Schüsse in Köln-Meschenich lösen Großeinsatz aus
Polizei sperrt Schulstraße weiträumig ab – Hinweise auf scharfe Schusswaffe gibt es bislang nicht

Nach einer mutmaßlichen Schussabgabe am Mittwochnachmittag, dem 15. April, hat die Polizei in Köln-Meschenich ein Gebäude an der Schulstraße sowie das Umfeld weiträumig abgesperrt. Der Einsatz lief mit zahlreichen Kräften, während die Ermittlungen vor Ort weiter andauern.
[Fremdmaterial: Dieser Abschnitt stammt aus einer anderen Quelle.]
//! Data Representation Format Label (DREP)
//!
//! Every DCE RPC PDU header carries a 4-byte label describing how the stub
//! data is encoded:
//!
//! ```text
//! +--------+--------+--------+--------+
//! |int|char| float  |   reserved      |
//! +--------+--------+--------+--------+
//! ```
//!
//! The integer representation selects the byte order of every multi-byte
//! scalar. Strings and floats are always decoded as ASCII and IEEE; a label
//! asking for anything else is logged.

/// Integer byte order of the stub data
#[derive(Debug, Clone, Copy, PartialEq, Eq, Default)]
pub enum ByteOrder {
    BigEndian,
    #[default]
    LittleEndian,
}

/// Character representation
#[derive(Debug, Clone, Copy, PartialEq, Eq)]
pub enum CharRep {
    Ascii = 0,
    Ebcdic = 1,
}

/// Floating point representation
#[derive(Debug, Clone, Copy, PartialEq, Eq)]
pub enum FloatRep {
    Ieee = 0,
    Vax = 1,
    Cray = 2,
    Ibm = 3,
}

/// Decoded DREP label
#[derive(Debug, Clone, Copy, PartialEq, Eq)]
pub struct DataRepresentation {
    pub byte_order: ByteOrder,
    pub char_rep: CharRep,
    pub float_rep: FloatRep,
}

impl DataRepresentation {
    /// Little-endian, ASCII, IEEE: what nearly every Windows peer sends
    pub fn ndr() -> Self {
        Self {
            byte_order: ByteOrder::LittleEndian,
            char_rep: CharRep::Ascii,
            float_rep: FloatRep::Ieee,
        }
    }

    /// Decode from the 4-byte wire label
    ///
    /// Byte 0: bits 4-7 integer representation, bits 0-3 character
    /// representation. Byte 1: floating point representation. Any value in a
    /// field is accepted; unknown float representations map to `Ibm`.
    pub fn decode(data: [u8; 4]) -> Self {
        let byte_order = if (data[0] & 0xF0) == 0 {
            ByteOrder::BigEndian
        } else {
            ByteOrder::LittleEndian
        };
        let char_rep = if (data[0] & 0x0F) == 0 {
            CharRep::Ascii
        } else {
            CharRep::Ebcdic
        };
        let float_rep = match data[1] {
            0 => FloatRep::Ieee,
            1 => FloatRep::Vax,
            2 => FloatRep::Cray,
            _ => FloatRep::Ibm,
        };
        Self {
            byte_order,
            char_rep,
            float_rep,
        }
    }

    /// Character and float representations decode as ASCII and IEEE
    pub fn is_native(&self) -> bool {
        self.char_rep == CharRep::Ascii && self.float_rep == FloatRep::Ieee
    }
}

impl Default for DataRepresentation {
    fn default() -> Self {
        Self::ndr()
    }
}

#[cfg(test)]
mod tests {
    use super::*;

    #[test]
    fn test_decode_common_labels() {
        let le = DataRepresentation::decode([0x10, 0x00, 0x00, 0x00]);
        assert_eq!(le, DataRepresentation::ndr());
        assert!(le.is_native());

        let be = DataRepresentation::decode([0x00, 0x00, 0x00, 0x00]);
        assert_eq!(be.byte_order, ByteOrder::BigEndian);
    }

    #[test]
    fn test_decode_odd_nibbles() {
        let drep = DataRepresentation::decode([0x31, 0x07, 0xFF, 0xFF]);
        assert_eq!(drep.byte_order, ByteOrder::LittleEndian);
        assert_eq!(drep.char_rep, CharRep::Ebcdic);
        assert_eq!(drep.float_rep, FloatRep::Ibm);
        assert!(!drep.is_native());
    }
}
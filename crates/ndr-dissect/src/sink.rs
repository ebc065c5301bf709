//! Output side of the decoder
//!
//! The engine never renders anything itself. Each decoded field is handed to
//! a [`DecodeSink`] owned by the calling dissector together with the byte
//! range it was read from, and fields marked for the summary line produce a
//! `name(value)` annotation.

use crate::pointers::{PointerKind, PointerRef};
use crate::scalar::Uuid;
use std::fmt;
use std::ops::Range;

/// How integers are rendered in annotations
#[derive(Debug, Clone, Copy, PartialEq, Eq, Default)]
pub enum Base {
    #[default]
    Dec,
    Hex,
}

/// Static description of a protocol field
///
/// Field descriptors are built once (usually as `static`s next to the
/// dissector that uses them) and shared read-only between decodes.
#[derive(Debug, Clone, Copy, PartialEq, Eq)]
pub struct Field {
    pub name: &'static str,
    pub base: Base,
    /// Append `name(value)` to the summary line whenever this field decodes
    pub summary: bool,
}

impl Field {
    pub const fn new(name: &'static str) -> Self {
        Self {
            name,
            base: Base::Dec,
            summary: false,
        }
    }

    pub const fn hex(mut self) -> Self {
        self.base = Base::Hex;
        self
    }

    pub const fn summarized(mut self) -> Self {
        self.summary = true;
        self
    }

    /// Format the summary annotation for `value`
    pub fn annotation(&self, value: &FieldValue) -> String {
        format!("{}({})", self.name, value.display(self.base))
    }
}

/// A decoded value
#[derive(Debug, Clone, PartialEq)]
pub enum FieldValue {
    U8(u8),
    U16(u16),
    U32(u32),
    U64(u64),
    F32(f32),
    F64(f64),
    /// Seconds since the unix epoch
    Time(u32),
    Uuid(Uuid),
    Bytes(Vec<u8>),
    Text(String),
    Pointer {
        kind: PointerKind,
        referent_id: u64,
        target: PointerRef,
    },
}

impl FieldValue {
    /// Render for display; `Base::Hex` only affects integers
    pub fn display(&self, base: Base) -> String {
        match (self, base) {
            (Self::U8(v), Base::Hex) => format!("0x{:02x}", v),
            (Self::U16(v), Base::Hex) => format!("0x{:04x}", v),
            (Self::U32(v), Base::Hex) => format!("0x{:08x}", v),
            (Self::U64(v), Base::Hex) => format!("0x{:016x}", v),
            _ => self.to_string(),
        }
    }
}

impl fmt::Display for FieldValue {
    fn fmt(&self, f: &mut fmt::Formatter<'_>) -> fmt::Result {
        match self {
            Self::U8(v) => write!(f, "{}", v),
            Self::U16(v) => write!(f, "{}", v),
            Self::U32(v) => write!(f, "{}", v),
            Self::U64(v) => write!(f, "{}", v),
            Self::F32(v) => write!(f, "{}", v),
            Self::F64(v) => write!(f, "{}", v),
            Self::Time(v) => write!(f, "{}", v),
            Self::Uuid(v) => write!(f, "{}", v),
            Self::Bytes(bytes) => {
                for b in bytes {
                    write!(f, "{:02x}", b)?;
                }
                Ok(())
            }
            Self::Text(s) => f.write_str(s),
            Self::Pointer {
                referent_id,
                target,
                ..
            } => match target {
                PointerRef::Null => f.write_str("NULL"),
                PointerRef::Deferred(_) => write!(f, "0x{:08x}", referent_id),
                PointerRef::Alias(handle) => {
                    write!(f, "0x{:08x} -> #{}", referent_id, handle.index())
                }
            },
        }
    }
}

/// Receiver of decoded fields, implemented by the protocol dissector
pub trait DecodeSink {
    /// A field was decoded from `range` of the buffer
    fn field(&mut self, field: &Field, value: &FieldValue, range: Range<usize>);

    /// An annotation requested by a summarized field
    fn summary(&mut self, text: &str) {
        let _ = text;
    }
}

/// Sink that discards everything
#[derive(Debug, Default, Clone, Copy)]
pub struct NullSink;

impl DecodeSink for NullSink {
    fn field(&mut self, _field: &Field, _value: &FieldValue, _range: Range<usize>) {}
}

/// One entry captured by [`RecordingSink`]
#[derive(Debug, Clone, PartialEq)]
pub struct RecordedField {
    pub name: &'static str,
    pub value: FieldValue,
    pub range: Range<usize>,
    pub display: String,
}

/// Sink that keeps every field and annotation in memory
#[derive(Debug, Default, Clone)]
pub struct RecordingSink {
    pub fields: Vec<RecordedField>,
    pub annotations: Vec<String>,
}

impl RecordingSink {
    pub fn new() -> Self {
        Self::default()
    }

    /// First recorded field with the given name
    pub fn find(&self, name: &str) -> Option<&RecordedField> {
        self.fields.iter().find(|f| f.name == name)
    }

    /// Recorded field names in decode order
    pub fn names(&self) -> Vec<&'static str> {
        self.fields.iter().map(|f| f.name).collect()
    }

    /// The summary line as a dissector would show it
    pub fn summary_line(&self) -> String {
        self.annotations.join(", ")
    }
}

impl DecodeSink for RecordingSink {
    fn field(&mut self, field: &Field, value: &FieldValue, range: Range<usize>) {
        self.fields.push(RecordedField {
            name: field.name,
            value: value.clone(),
            range,
            display: value.display(field.base),
        });
    }

    fn summary(&mut self, text: &str) {
        self.annotations.push(text.to_string());
    }
}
Großeinsatz an der Schulstraße
Auslöser des Einsatzes war ein Notruf eines Anwohners gegen 14.30 Uhr. Der 31-Jährige hatte der Polizei gemeldet, dass aus einer Wohnung oberhalb eines Restaurants Schüsse mit einer Art Luftgewehr abgegeben worden seien. Kurz darauf waren erste Streifenteams vor Ort und umstellten den Bereich.
Im Zuge der Maßnahmen sperrten Polizisten mehrere Kreuzungen und leiteten den Personen- sowie den öffentlichen Nahverkehr um. Das Gebäude und sein unmittelbares Umfeld wurden weiträumig abgesichert.
Erste Erkenntnisse der Polizei
Bislang wurden mindestens 16 anwesende Bewohner kontrolliert identifiziert. Nach Angaben der Polizei liegen keine Hinweise auf eine scharfe Schusswaffe vor. Verletzt wurde niemand.
Die zuständigen Fachkommissariate haben die Ermittlungen übernommen. Welche Hintergründe hinter dem Vorfall stehen, ist derzeit noch unklar.
Durchsuchungen dauern an
Die Durchsuchungsmaßnahmen laufen weiterhin. Die Polizei konzentriert sich damit auf die Sicherung des Ortes und die Klärung der offenen Fragen rund um die mutmaßliche Schussabgabe.